Shear kindness and generosity
● By Lev
By Richard L. Gaw
If you think stories like “It's a Wonderful Life” only play out in the movies, there is a something that happened last week in Toughkenamon that will give the heartwarming tale of George Bailey a run for its money.
In terms of just how much he is loved and admired, 60-year-old Jerry Malolie may truly be the richest man in town. His life is an embarrassment of riches made that way by a passion for nearly everything that defines him. For the past several years, he has been a catcher for the Shear Satisfaction Cutters over-55 baseball team. He enjoys working on the 100-year-old house in New London he purchased five years ago. A single father, he is absolutely crazy about Rachel, his 11-year-old daughter. When he has the time, he enjoys going for long rides on his motorcycle, and for the past 35 years, he has been a hairdresser in southern Chester County.
For the last 15 of those, he has been one of the many happy faces at Shear Satisfaction in Toughkenamon, first as an owner and now as a stylist. Two years ago, he sold the business to Kelsey Carhart, who had been working with Jerry since she was 15, when she answered the business phone while still a student at Avon Grove High School.
“Jerry has always been someone I've looked up to,” said Carhart, who began styling at Shear Satisfaction after graduating from beauty school when she was 19 “When you go to beauty school, you learn the basics, but you really learn the business in the salon. Jerry threw me into the profession and taught me every thing he knew.”
There are few sights more disheartening to see than when an otherwise healthy person is unexpectedly felled by ill health, and when Malolie was diagnosed with liver cancer earlier this year, it shook up the heart and soul of the business. Soon after the diagnosis, he tired to carry on as much as he could, but the eventually, the pain got so severe that he was hospitalized for 11 days – two at Jennersviille Regional Hospital and the next nine at Hahnemann Hospital in Philadelphia.
“As far as being an active person and then all of a sudden not be able to be active, was gut wrenching. I wold try to do something and do it for 20 minutes and then have to go lay down,” Malolie said. “That's the most hardest parts of this whole episode – the lack of stamina to keep up with a daily life.”
Malolie's last day at Shear Satisfaction was July 8. Soon after, he began a journey back to health that has taken him to a seemingly endless series of chemotherapy treatments, and meetings with physicians and nurses. Admittedly, he has good days, quickly followed by bad ones. As treatments and hospital visits escalated, so too did his medical costs, and after he'd found out that his health insurance had lapsed, Malolie found himself struggling to make medical payments while also trying to pay for cost of raising Rachel.

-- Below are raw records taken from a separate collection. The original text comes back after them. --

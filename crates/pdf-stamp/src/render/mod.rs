//! PDF rendering modules for stamping
//!
//! This module handles all PDF-specific drawing:
//! - Embedding the stamp bitmap as an image XObject
//! - Appending stamp content streams to existing pages

mod page;
mod xobject;

pub use page::PageStamper;
pub use xobject::create_image_xobject;
//! ByteRange patching for PDF signatures.
//!
//! The document is serialized with a placeholder `/ByteRange` array and a
//! zero-filled hex `/Contents` string. Both are then located in the output,
//! the real ranges are written over the placeholder without changing its
//! length, and the signature over the covered bytes fills the hex string.

use crate::constants::{BYTE_RANGE_PLACEHOLDER, SIGNATURE_PLACEHOLDER_BYTES};
use crate::types::*;

const BYTE_RANGE_KEY: &[u8] = b"/ByteRange";

/// Byte offsets of the two patchable regions in a serialized document
#[derive(Debug, Clone, Copy, PartialEq, Eq)]
pub struct SignatureSlots {
    /// `[` through `]` of the placeholder array, end exclusive
    pub byte_range: (usize, usize),
    /// `<` through `>` of the placeholder string, end exclusive
    pub contents: (usize, usize),
}

impl SignatureSlots {
    /// Locate the placeholders in `pdf`
    pub fn locate(pdf: &[u8]) -> Result<Self> {
        let contents = find_contents_placeholder(pdf).ok_or_else(|| {
            StampError::Signing("Signature contents placeholder not found".to_string())
        })?;
        let byte_range = find_byte_range_placeholder(pdf).ok_or_else(|| {
            StampError::Signing("Signature byte range placeholder not found".to_string())
        })?;
        Ok(Self {
            byte_range,
            contents,
        })
    }

    /// `[0, before, after_start, after_len]` for a file of `file_size` bytes
    pub fn ranges(&self, file_size: usize) -> [usize; 4] {
        let (start, end) = self.contents;
        [0, start, end, file_size - end]
    }
}

/// Patch the byte range, sign the covered bytes with `sign` and embed the
/// result. `sign` receives exactly the bytes outside `/Contents`.
pub fn apply_signature<F>(mut pdf: Vec<u8>, sign: F) -> Result<Vec<u8>>
where
    F: FnOnce(&[u8]) -> Result<Vec<u8>>,
{
    let slots = SignatureSlots::locate(&pdf)?;
    let ranges = slots.ranges(pdf.len());
    write_byte_range(&mut pdf, slots.byte_range, &ranges)?;

    let (start, end) = slots.contents;
    let mut covered = Vec::with_capacity(pdf.len() - (end - start));
    covered.extend_from_slice(&pdf[..start]);
    covered.extend_from_slice(&pdf[end..]);

    let signature = sign(&covered)?;
    if signature.len() > SIGNATURE_PLACEHOLDER_BYTES {
        return Err(StampError::SignatureTooLarge {
            actual: signature.len(),
            reserved: SIGNATURE_PLACEHOLDER_BYTES,
        });
    }

    let encoded = hex::encode_upper(&signature);
    pdf[start + 1..start + 1 + encoded.len()].copy_from_slice(encoded.as_bytes());

    log::debug!(
        "Embedded {} byte signature, ByteRange {:?}",
        signature.len(),
        ranges
    );
    Ok(pdf)
}

/// Rewrite the placeholder array in place, padding with spaces
fn write_byte_range(pdf: &mut [u8], slot: (usize, usize), ranges: &[usize; 4]) -> Result<()> {
    let (start, end) = slot;
    let width = end - start;
    let text = format!("[{} {} {} {}", ranges[0], ranges[1], ranges[2], ranges[3]);
    if text.len() + 1 > width {
        return Err(StampError::Signing(format!(
            "ByteRange {:?} does not fit its {} byte placeholder",
            ranges, width
        )));
    }

    let mut patched = text.into_bytes();
    patched.resize(width - 1, b' ');
    patched.push(b']');
    pdf[start..end].copy_from_slice(&patched);
    Ok(())
}

fn find_contents_placeholder(pdf: &[u8]) -> Option<(usize, usize)> {
    let digits = SIGNATURE_PLACEHOLDER_BYTES * 2;
    let total = digits + 2;
    let mut offset = 0;
    while offset + total <= pdf.len() {
        let open = offset + pdf[offset..].iter().position(|&b| b == b'<')?;
        if open + total > pdf.len() {
            return None;
        }
        let body = &pdf[open + 1..open + 1 + digits];
        if pdf[open + 1 + digits] == b'>' && body.iter().all(|&b| b == b'0') {
            return Some((open, open + total));
        }
        offset = open + 1;
    }
    None
}

fn find_byte_range_placeholder(pdf: &[u8]) -> Option<(usize, usize)> {
    let marker = BYTE_RANGE_PLACEHOLDER.to_string();
    let mut offset = 0;
    while let Some(found) = find(&pdf[offset..], BYTE_RANGE_KEY) {
        let key_end = offset + found + BYTE_RANGE_KEY.len();
        let open = key_end + pdf[key_end..].iter().position(|&b| !b.is_ascii_whitespace())?;
        if pdf[open] == b'[' {
            let close = open + pdf[open..].iter().position(|&b| b == b']')?;
            if find(&pdf[open..close], marker.as_bytes()).is_some() {
                return Some((open, close + 1));
            }
        }
        offset = key_end;
    }
    None
}

fn find(haystack: &[u8], needle: &[u8]) -> Option<usize> {
    haystack
        .windows(needle.len())
        .position(|window| window == needle)
}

It was all that Carhart and her staff needed to hear. Over a three-week period, they brainstormed about an idea for a fundraiser that hopefully take a small bite out of Malolie's medical expenses. After finalizing an idea for a pancake breakfast, Carhart and her staff began reaching out to everyone they knew, through e-mail blats, Facebook posts, phone calls and word-of-mouth to every client who walked through the door. Within weeks, Malolie's former clients, his current clients, industry colleagues, members of his baseball team, as well as friends and family and the entire Shear Satisfaction staff all reached out with helping hands. Some asked to volunteer at the breakfast. Others sent checks.
On Oct. 26, at a meeting hall next door to Shear Satisfaction, nearly 150 people attended the benefit for Malolie, over the course of three hours. In addition to pancakes, there was a bake sale. There was a 50-50 drawing. At the end of the event, Carhart and her staff presented their admired colleague – their friend and mentor – with a check in the amount of $12,000.
“I saw friends I hadn't seen since I was ten years old, and clients I hadn't seen in 30 years,” Malolie said. “I would have to write a novel to even scratch the surface in order to write the emotions and feelings that I was feeling. It was all quite overwhelming.”
It is not easy for an otherwise active person like Malolie to endure the truth that, according to his doctors, he will not be able to resume his normal regimen – as well as regain his full strength – for another four to six months, but it's a time he looks forward to.
“Hairdressing is an industry where you can spend as much as 12 hours a day on your feet, so when I come back, I want it to be part-time at first,” he said. “Even with the cancer, I still consider myself as a young person. I have the stamina to play doubleheaders, work 40 hours a week, and remodeling our home and taking care of my daughter. I look forward to doing all of that again.”
When asked to describe Malolie, Carhart uses the term, “laid back.” It's a style that Malolie has infused into the day-to-day life at Shear Satisfaction, and a temperament that she aspires to cultivate as the current owner of the business.
“A lot of people in this industry and are very showy about what they can do, but Jerry has always kept it to down to earth,” Carhart said. “He's kept it very real. I've always loved that feeling that Jerry made here. He's shown me what I need to be, and what not to be.
“We all can't wait for Jerry to get back.”